Supplied material -
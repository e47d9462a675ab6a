//! End-to-end tests against a real server on a random port, driven by the
//! `AuthClient` SDK:
//! - challenge message, wallet signature, verify, cookie session
//! - replay of a consumed message
//! - sign out
//! - identity similarity over HTTP

use std::net::SocketAddr;
use std::sync::Arc;

use k256::ecdsa::SigningKey;
use sha3::{Digest, Keccak256};

use walletgate::auth::{MemoryNonceStore, SiweVerifier};
use walletgate::client::AuthClient;
use walletgate::config::{AuthConfig, SessionConfig, VectorBackend, VectorConfig};
use walletgate::db::memory::MemoryVectorStore;
use walletgate::metrics::Metrics;
use walletgate::session::SessionManager;
use walletgate::vector::SimilarityService;
use walletgate::web::{AppState, start_server};

/// First Hardhat/Anvil development account.
const DEV_KEY: &str = "ac0974bec39a17e36ba4a6b4d238ff944bacb478cbed5efcae784d7bf4f2ff80";
const DEV_ADDRESS: &str = "0xf39Fd6e51aad88F6F4ce6aB8827279cffFb92266";

fn is_bind_permission_error<E: std::fmt::Display>(err: &E) -> bool {
    let text = err.to_string();
    text.contains("Operation not permitted") || text.contains("Permission denied")
}

async fn start_test_server() -> Option<(SocketAddr, Arc<AppState>)> {
    let metrics = Metrics::new().expect("metrics");
    let mut session_config =
        SessionConfig::new("integration-test-secret-0123456789abcdef").expect("session config");
    // Plain HTTP on loopback: the client's cookie jar drops Secure cookies.
    session_config.secure = false;

    let state = Arc::new(AppState::new(
        SiweVerifier::new(
            AuthConfig::default(),
            Arc::new(MemoryNonceStore::new()),
            metrics.clone(),
        ),
        SessionManager::new(session_config, 1, metrics.clone()).expect("session manager"),
        SimilarityService::new(
            Arc::new(MemoryVectorStore::new()),
            &VectorConfig {
                backend: VectorBackend::Memory,
                dimension: 3,
                max_limit: 5,
            },
            metrics.clone(),
        ),
        metrics,
        30,
    ));

    let addr: SocketAddr = "127.0.0.1:0".parse().expect("addr");
    match start_server(addr, state.clone()).await {
        Ok(bound_addr) => Some((bound_addr, state)),
        Err(e) if is_bind_permission_error(&e) => None,
        Err(e) => panic!("Failed to start test server: {e:?}"),
    }
}

/// EIP-191 personal_sign with a 27/28 recovery byte.
fn personal_sign(key_hex: &str, message: &str) -> String {
    let key = SigningKey::from_slice(&hex::decode(key_hex).expect("key hex")).expect("key");
    let mut hasher = Keccak256::new();
    hasher.update(format!("\x19Ethereum Signed Message:\n{}", message.len()).as_bytes());
    hasher.update(message.as_bytes());
    let digest = hasher.finalize();
    let (signature, recovery_id) = key.sign_prehash_recoverable(&digest).expect("sign");
    let mut bytes = signature.to_bytes().to_vec();
    bytes.push(recovery_id.to_byte() + 27);
    format!("0x{}", hex::encode(bytes))
}

#[tokio::test]
async fn sign_in_session_and_sign_out() {
    let Some((addr, state)) = start_test_server().await else {
        eprintln!("skipping: cannot bind a local port");
        return;
    };
    let client = AuthClient::new(format!("http://{addr}")).expect("client");

    let anonymous = client.session().await;
    assert!(anonymous.success);
    assert!(!anonymous.data.expect("session").is_authenticated);

    let issued = client.request_message(DEV_ADDRESS, Some(1)).await;
    assert!(issued.success, "message request failed: {:?}", issued.error);
    let message = issued.data.expect("message");
    assert!(message.starts_with(&format!("{addr} wants you to sign in")));
    assert!(message.contains(DEV_ADDRESS));

    let signature = personal_sign(DEV_KEY, &message);
    let verified = client.verify(&message, &signature).await;
    assert!(verified.success, "verify failed: {:?}", verified.error);
    let session = verified.data.expect("session");
    assert_eq!(session.address, DEV_ADDRESS.to_lowercase());
    assert!(session.is_authenticated);

    let current = client.session().await.data.expect("session");
    assert_eq!(current, session);

    let replay = client.verify(&message, &signature).await;
    assert!(!replay.success);
    assert_eq!(replay.error.as_deref(), Some("verification failed"));

    assert!(client.sign_out().await.success);
    let after = client.session().await.data.expect("session");
    assert!(!after.is_authenticated);
    assert_eq!(after.address, "");

    state.shutdown().await;
}

#[tokio::test]
async fn invalid_requests_report_errors() {
    let Some((addr, state)) = start_test_server().await else {
        eprintln!("skipping: cannot bind a local port");
        return;
    };
    let client = AuthClient::new(format!("http://{addr}")).expect("client");

    let bad = client.request_message("not-an-address", None).await;
    assert!(!bad.success);
    assert_eq!(
        bad.error.as_deref(),
        Some("address must be a 0x-prefixed 40-hex Ethereum address")
    );

    let message = client
        .request_message(DEV_ADDRESS, None)
        .await
        .data
        .expect("message");
    let wrong_key = "59c6995e998f97a5a0044966f0945389dc9e86dae88c7a8412f4603b6b78690d";
    let rejected = client
        .verify(&message, &personal_sign(wrong_key, &message))
        .await;
    assert!(!rejected.success);
    assert_eq!(rejected.error.as_deref(), Some("verification failed"));
    assert!(!client.session().await.data.expect("session").is_authenticated);

    state.shutdown().await;
}

#[tokio::test]
async fn similarity_over_http() {
    let Some((addr, state)) = start_test_server().await else {
        eprintln!("skipping: cannot bind a local port");
        return;
    };
    let client = AuthClient::new(format!("http://{addr}")).expect("client");

    let a = "0x000000000000000000000000000000000000000a";
    let b = "0x000000000000000000000000000000000000000b";
    let c = "0x000000000000000000000000000000000000000c";
    for (address, embedding) in [
        (a, vec![1.0, 0.0, 0.0]),
        (b, vec![0.8, 0.6, 0.0]),
        (c, vec![0.0, 0.6, 0.8]),
    ] {
        let upserted = client.upsert_identity(address, embedding).await;
        assert!(upserted.success, "upsert failed: {:?}", upserted.error);
    }

    let results = client
        .find_similar(vec![1.0, 0.0, 0.0], Some(5), Some(1.5))
        .await
        .data
        .expect("results");
    let addresses: Vec<&str> = results.iter().map(|r| r.address.as_str()).collect();
    assert_eq!(addresses, [a, b, c]);
    assert!(results[0].distance.abs() < 1e-6);
    assert!((results[1].distance - 0.2).abs() < 1e-6);

    let strict = client
        .find_similar(vec![1.0, 0.0, 0.0], None, Some(0.5))
        .await
        .data
        .expect("results");
    assert_eq!(strict.len(), 2);

    let too_many = client.find_similar(vec![1.0, 0.0, 0.0], Some(6), None).await;
    assert_eq!(
        too_many.error.as_deref(),
        Some("limit must be an integer between 1 and 5")
    );

    state.shutdown().await;
}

What to work on -
Exactly as written, repeat the lines from the start of the listing through the line containing "use std::sync::Arc;", both included.

Exercise output -
repository e47d9462a675ab6a
//! End-to-end tests against a real server on a random port, driven by the
//! `AuthClient` SDK:
//! - challenge message, wallet signature, verify, cookie session
//! - replay of a consumed message
//! - sign out
//! - identity similarity over HTTP

use std::net::SocketAddr;
use std::sync::Arc;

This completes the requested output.